It's all in the genes
In their never ending quest to pooh-pooh the genetic influence on IQ (and everything else), a common Leftist suggestion has been that the genetic influence is "moderated" by environmental factors. Socio-economic status has been nominated as such an environmental influence. That has just had a big test and the answer found is that genes rule. Their effect is not moderated by environmental influences. Article below followed by journal Abstract
It's amusing that the authors don't want to believe their own results. They seize on things that might rescue their hypothesis. They say, for instance, that "Among twins and siblings pairs who were close in age, standardized math and reading scores increased proportionally along with mothers' years of education beyond high school"
They attribute that to an environmental influence when it could better be explained by saying that smarter mothers undertake more education. And smarter mother have smarter kids of course.
They really are pathetic in their attempt to hang on to political correctness
Genes and environment have equal influence in learning for rich and poor kids, study finds
More than 40 years ago, psychologist Sandra Scarr put forth a provocative idea: that genetic influence on children's cognitive abilities is linked to their family's income. The wealthier the family, the more influence genes have on brain development, the thinking went.
Scarr turned the nature-nurture debate on its head, proposing that how much "nature" matters varies between environments. Scarr's research has since been roundly debated and thoroughly studied by other researchers with mixed results, including reaffirmation by another American psychologist, David Rowe, in 1999.
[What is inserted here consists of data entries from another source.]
//! Evaluator stage: score candidate models on the test partition and pick
//! the winner.

use crate::artifact::{Artifact, ModelFile};
use crate::data::read_csv;
use crate::error::{MlError, Result};
use serde::{Deserialize, Serialize};

/// A trained model offered to the evaluator and deployer.
#[derive(Debug, Clone, PartialEq, Serialize, Deserialize)]
pub struct ModelCandidate {
    pub id: String,
    pub artifact: Artifact,
}

impl ModelCandidate {
    pub fn new(id: impl Into<String>, artifact: Artifact) -> Self {
        Self {
            id: id.into(),
            artifact,
        }
    }
}

/// Which candidate wins when accuracies are equal.
#[derive(Debug, Clone, Copy, Default, PartialEq, Eq, Serialize, Deserialize)]
#[serde(rename_all = "snake_case")]
pub enum TieBreak {
    /// Keep the candidate compared first.
    #[default]
    First,
    /// Take the candidate compared later.
    Last,
}

#[derive(Debug, Clone, PartialEq, Serialize, Deserialize)]
pub struct EvaluationResult {
    pub model: String,
    pub accuracy: f64,
}

#[derive(Debug, Clone, PartialEq, Serialize, Deserialize)]
pub struct Evaluation {
    pub optimal_model: String,
    pub results: Vec<EvaluationResult>,
}

/// The result with the highest accuracy, in comparison order. A strictly
/// greater score always wins; equal scores are settled by `tie_break`.
pub fn select_optimal(results: &[EvaluationResult], tie_break: TieBreak) -> Option<&EvaluationResult> {
    let mut iter = results.iter();
    let mut best = iter.next()?;
    for candidate in iter {
        let wins = match tie_break {
            TieBreak::First => candidate.accuracy > best.accuracy,
            TieBreak::Last => candidate.accuracy >= best.accuracy,
        };
        if wins {
            best = candidate;
        }
    }
    Some(best)
}

/// Score every candidate on the test artifact and return the winner.
pub fn evaluate_model(
    candidates: &[ModelCandidate],
    test: &Artifact,
    tie_break: TieBreak,
) -> Result<Evaluation> {
    let dataset = read_csv(&test.path())?;
    let (features, labels) = dataset.split_label()?;

    let mut results = Vec::with_capacity(candidates.len());
    for candidate in candidates {
        let model = ModelFile::load(&candidate.artifact.model_path())?;
        let accuracy = model.estimator.score(&features, &labels)?;
        tracing::info!(model = %candidate.id, accuracy, "{} accuracy", model.framework);
        results.push(EvaluationResult {
            model: candidate.id.clone(),
            accuracy,
        });
    }

    let optimal = select_optimal(&results, tie_break)
        .ok_or_else(|| MlError::evaluation("no candidate models to evaluate"))?;
    tracing::info!(optimal_model = %optimal.model, accuracy = optimal.accuracy, "Selected model");
    Ok(Evaluation {
        optimal_model: optimal.model.clone(),
        results,
    })
}
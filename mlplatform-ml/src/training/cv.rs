//! Stratified k-fold cross-validation splits.

use crate::data::dataset::Cell;
use crate::error::{MlError, Result};
use std::collections::BTreeMap;

/// One train/validation split, as row indices.
#[derive(Debug, Clone, PartialEq, Eq)]
pub struct Fold {
    pub train: Vec<usize>,
    pub validation: Vec<usize>,
}

/// Stratified k-fold without shuffling.
///
/// Rows are grouped by class (classes in sorted order, rows in input
/// order) and dealt round-robin onto the folds, so every fold gets a share of
/// each class proportional to its frequency.
#[derive(Debug, Clone, Copy, PartialEq, Eq)]
pub struct StratifiedKFold {
    pub n_splits: usize,
}

impl StratifiedKFold {
    pub fn new(n_splits: usize) -> Self {
        Self { n_splits }
    }

    pub fn split(&self, labels: &[Cell]) -> Result<Vec<Fold>> {
        let k = self.n_splits;
        if k < 2 {
            return Err(MlError::training(format!(
                "cross-validation needs at least 2 folds, got {k}"
            )));
        }
        if labels.len() < k {
            return Err(MlError::training(format!(
                "cannot split {} rows into {k} folds",
                labels.len()
            )));
        }

        let mut by_class: BTreeMap<String, Vec<usize>> = BTreeMap::new();
        for (i, label) in labels.iter().enumerate() {
            by_class.entry(label.key()).or_default().push(i);
        }
        for (class, rows) in &by_class {
            if rows.len() < k {
                tracing::warn!(
                    class = %class,
                    members = rows.len(),
                    folds = k,
                    "Least populated class has fewer members than folds"
                );
            }
        }

        let mut assignment = vec![0usize; labels.len()];
        let mut next = 0usize;
        for rows in by_class.values() {
            for &row in rows {
                assignment[row] = next % k;
                next += 1;
            }
        }

        Ok((0..k)
            .map(|fold| {
                let (validation, train): (Vec<usize>, Vec<usize>) =
                    (0..labels.len()).partition(|&i| assignment[i] == fold);
                Fold { train, validation }
            })
            .collect())
    }
}
//! CSV reading and writing for datasets.

use crate::data::dataset::{Cell, Dataset, format_number};
use crate::error::{MlError, Result};
use std::path::Path;

/// Tokens read as a missing value.
const MISSING_TOKENS: &[&str] = &["", "NA", "N/A", "NaN", "nan", "null", "NULL", "None", "<NA>"];

fn parse_cell(raw: &str) -> Cell {
    if MISSING_TOKENS.contains(&raw) {
        return Cell::Missing;
    }
    match raw.parse::<f64>() {
        Ok(v) => Cell::Number(v),
        Err(_) => Cell::Text(raw.to_string()),
    }
}

/// Parse CSV bytes (header row required) into a dataset.
pub fn parse_csv(data: &[u8]) -> Result<Dataset> {
    let mut reader = csv::ReaderBuilder::new()
        .has_headers(true)
        .trim(csv::Trim::All)
        .from_reader(data);

    let columns: Vec<String> = reader.headers()?.iter().map(str::to_string).collect();
    if columns.is_empty() || columns.iter().all(String::is_empty) {
        return Err(MlError::dataset("CSV has no header row"));
    }

    let mut rows = Vec::new();
    for record in reader.records() {
        let record = record?;
        rows.push(record.iter().map(parse_cell).collect());
    }
    Dataset::new(columns, rows)
}

/// Read a CSV file into a dataset.
pub fn read_csv(path: &Path) -> Result<Dataset> {
    let data = std::fs::read(path)
        .map_err(|e| MlError::dataset(format!("Failed to read {}: {e}", path.display())))?;
    parse_csv(&data)
}

/// Serialize a dataset as CSV bytes (header row, no index column).
pub fn to_csv_bytes(dataset: &Dataset) -> Result<Vec<u8>> {
    let mut writer = csv::Writer::from_writer(Vec::new());
    writer.write_record(dataset.columns())?;
    for row in dataset.rows() {
        writer.write_record(row.iter().map(|cell| match cell {
            Cell::Number(v) => format_number(*v),
            Cell::Text(s) => s.clone(),
            Cell::Missing => String::new(),
        }))?;
    }
    writer
        .into_inner()
        .map_err(|e| MlError::dataset(format!("Failed to flush CSV: {e}")))
}

/// Write a dataset to a CSV file, creating parent directories.
pub fn write_csv(path: &Path, dataset: &Dataset) -> Result<()> {
    let bytes = to_csv_bytes(dataset)?;
    mlplatform_core::persistence::atomic_write(path, &bytes)?;
    Ok(())
}
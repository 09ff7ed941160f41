//! Structural validation and compilation of pipeline definitions.

use crate::error::{MlError, Result};
use crate::pipeline::types::{ComponentKind, InputBinding, PipelineSpec};
use petgraph::Direction;
use petgraph::graph::{DiGraph, NodeIndex};
use std::collections::{BTreeSet, HashMap};
use std::path::Path;

/// Validate a pipeline and return its task indices in execution order.
///
/// Checks:
/// - At least one task exists
/// - No duplicate task ids
/// - Every component is known and every bound input is declared by it
/// - Required inputs are bound
/// - Parameter and task-output references resolve
/// - The task graph has no cycles
///
/// Among tasks that are ready at the same time, declaration order wins.
pub fn validate(spec: &PipelineSpec) -> Result<Vec<usize>> {
    if spec.tasks.is_empty() {
        return Err(MlError::pipeline(format!(
            "pipeline '{}' must have at least one task",
            spec.name
        )));
    }

    let mut index: HashMap<&str, usize> = HashMap::new();
    for (i, task) in spec.tasks.iter().enumerate() {
        if index.insert(task.id.as_str(), i).is_some() {
            return Err(MlError::pipeline(format!("duplicate task id '{}'", task.id)));
        }
    }

    let mut kinds = Vec::with_capacity(spec.tasks.len());
    for task in &spec.tasks {
        let kind = ComponentKind::from_name(&task.component).ok_or_else(|| {
            MlError::pipeline(format!(
                "task '{}' uses unknown component '{}'",
                task.id, task.component
            ))
        })?;
        kinds.push(kind);
    }

    for (task, &kind) in spec.tasks.iter().zip(&kinds) {
        for input in kind.inputs() {
            if input.required && !task.inputs.contains_key(input.name) {
                return Err(MlError::pipeline(format!(
                    "task '{}' is missing required input '{}' of {kind}",
                    task.id, input.name
                )));
            }
        }
        for (name, binding) in &task.inputs {
            if kind.input(name).is_none() {
                return Err(MlError::pipeline(format!(
                    "task '{}' binds unknown input '{name}' of {kind}",
                    task.id
                )));
            }
            match binding {
                InputBinding::Parameter { name: param } if !spec.parameters.contains_key(param) => {
                    return Err(MlError::pipeline(format!(
                        "task '{}' references unknown parameter '{param}'",
                        task.id
                    )));
                }
                InputBinding::TaskOutput {
                    task: upstream,
                    output,
                } => {
                    let &source = index.get(upstream.as_str()).ok_or_else(|| {
                        MlError::pipeline(format!(
                            "task '{}' references unknown task '{upstream}'",
                            task.id
                        ))
                    })?;
                    if !kinds[source].outputs().contains(&output.as_str()) {
                        return Err(MlError::pipeline(format!(
                            "task '{}' references unknown output '{output}' of task '{upstream}'",
                            task.id
                        )));
                    }
                }
                _ => {}
            }
        }
    }

    topological_order(spec, &index)
}

fn topological_order(spec: &PipelineSpec, index: &HashMap<&str, usize>) -> Result<Vec<usize>> {
    let mut graph: DiGraph<usize, ()> = DiGraph::new();
    let nodes: Vec<NodeIndex> = (0..spec.tasks.len()).map(|i| graph.add_node(i)).collect();
    for (i, task) in spec.tasks.iter().enumerate() {
        for upstream in task.upstream() {
            if let Some(&u) = index.get(upstream) {
                graph.update_edge(nodes[u], nodes[i], ());
            }
        }
    }

    if let Err(cycle) = petgraph::algo::toposort(&graph, None) {
        let task = &spec.tasks[graph[cycle.node_id()]].id;
        return Err(MlError::pipeline(format!(
            "pipeline '{}' has a cycle through task '{task}'",
            spec.name
        )));
    }

    // Kahn's algorithm over the acyclic graph; lowest declaration index first.
    let mut in_degree: Vec<usize> = nodes
        .iter()
        .map(|&n| graph.neighbors_directed(n, Direction::Incoming).count())
        .collect();
    let mut ready: BTreeSet<usize> = (0..nodes.len()).filter(|&i| in_degree[i] == 0).collect();
    let mut order = Vec::with_capacity(nodes.len());
    while let Some(i) = ready.pop_first() {
        order.push(i);
        for dependent in graph.neighbors_directed(nodes[i], Direction::Outgoing) {
            let d = graph[dependent];
            in_degree[d] -= 1;
            if in_degree[d] == 0 {
                ready.insert(d);
            }
        }
    }
    Ok(order)
}

/// Validate `spec` and write it to `path` as pretty JSON.
pub fn compile(spec: &PipelineSpec, path: &Path) -> Result<()> {
    validate(spec)?;
    mlplatform_core::persistence::atomic_write_json(path, spec)?;
    tracing::info!(pipeline = %spec.name, path = %path.display(), "Compiled pipeline");
    Ok(())
}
The line of research has come to be called the Scarr-Rowe hypothesis—that parents' socio-economic status moderates genetic contributions to variation in intelligence. The thinking was that, for people of lower socio-economic status, a person's intelligence is influenced more by his or her environment than by genetics, meaning whether a child reaches full potential depends on economic standing.
I have been studying the relationship of early health conditions to subsequent school performance for 25 years and been fascinated by the role that genetics and environment play in student achievement.
A group of us set out re-examine the question: Are genetic influences on cognitive abilities larger for children raised in more advantaged environment? To get that answer, I collaborated with colleagues at Northwestern University and Stanford University.
Studying twins, siblings gives insight
We analyzed birth and school records of 24,000 twins and nearly 275,000 siblings born in Florida between 1994 and 2002. As did previous researchers who examined genetic and environmental influences of cognitive development, we focused on a very large set of twins and siblings.
Twins and siblings close in age allowed us to disentangle the role of genes and environment in development of cognitive ability. We found no evidence that social class played more of a role in educational performance for poor kids than for rich ones.
While students in the higher income groups performed better than students in the lower income groups, the relative influence of genetic and environmental differences was the same across groups. The results were published recently in the Proceedings of the National Academy of Sciences.
A complex gene-environment interaction
What is the significance of our findings? According to David Figlio, dean of the School of Education at Social Policy at Northwestern and lead author of the study, we did not confirm that environmental factors mitigate the effects of genetics on cognitive development. Environmental differences are just as important for students from affluent backgrounds as students from poorer backgrounds.
Recent research has found evidence of a difference in genetic influence on academic performance between rich and poor families in the United States, when compared with families in Australia or Western Europe.
However, our research did not replicate the U.S. findings, in part because our large data set from Florida represented a very socio-economically diverse set of families.
Our findings, however, do not contradict the overall pattern that parental socio-economic status is associated with children's cognitive development. Among twins and siblings pairs who were close in age, standardized math and reading scores increased proportionally along with mothers' years of education beyond high school.
Socioeconomic status and genetic influences on cognitive development
David N. Figlio, Jeremy Freese, Krzysztof Karbownik and Jeffrey Roth
Accurate understanding of environmental moderation of genetic influences is vital to advancing the science of cognitive development as well as for designing interventions. One widely reported idea is increasing genetic influence on cognition for children raised in higher socioeconomic status (SES) families, including recent proposals that the pattern is a particularly US phenomenon. We used matched birth and school records from Florida siblings and twins born in 1994–2002 to provide the largest, most population-diverse consideration of this hypothesis to date. We found no evidence of SES moderation of genetic influence on test scores, suggesting that articulating gene-environment interactions for cognition is more complex and elusive than previously supposed.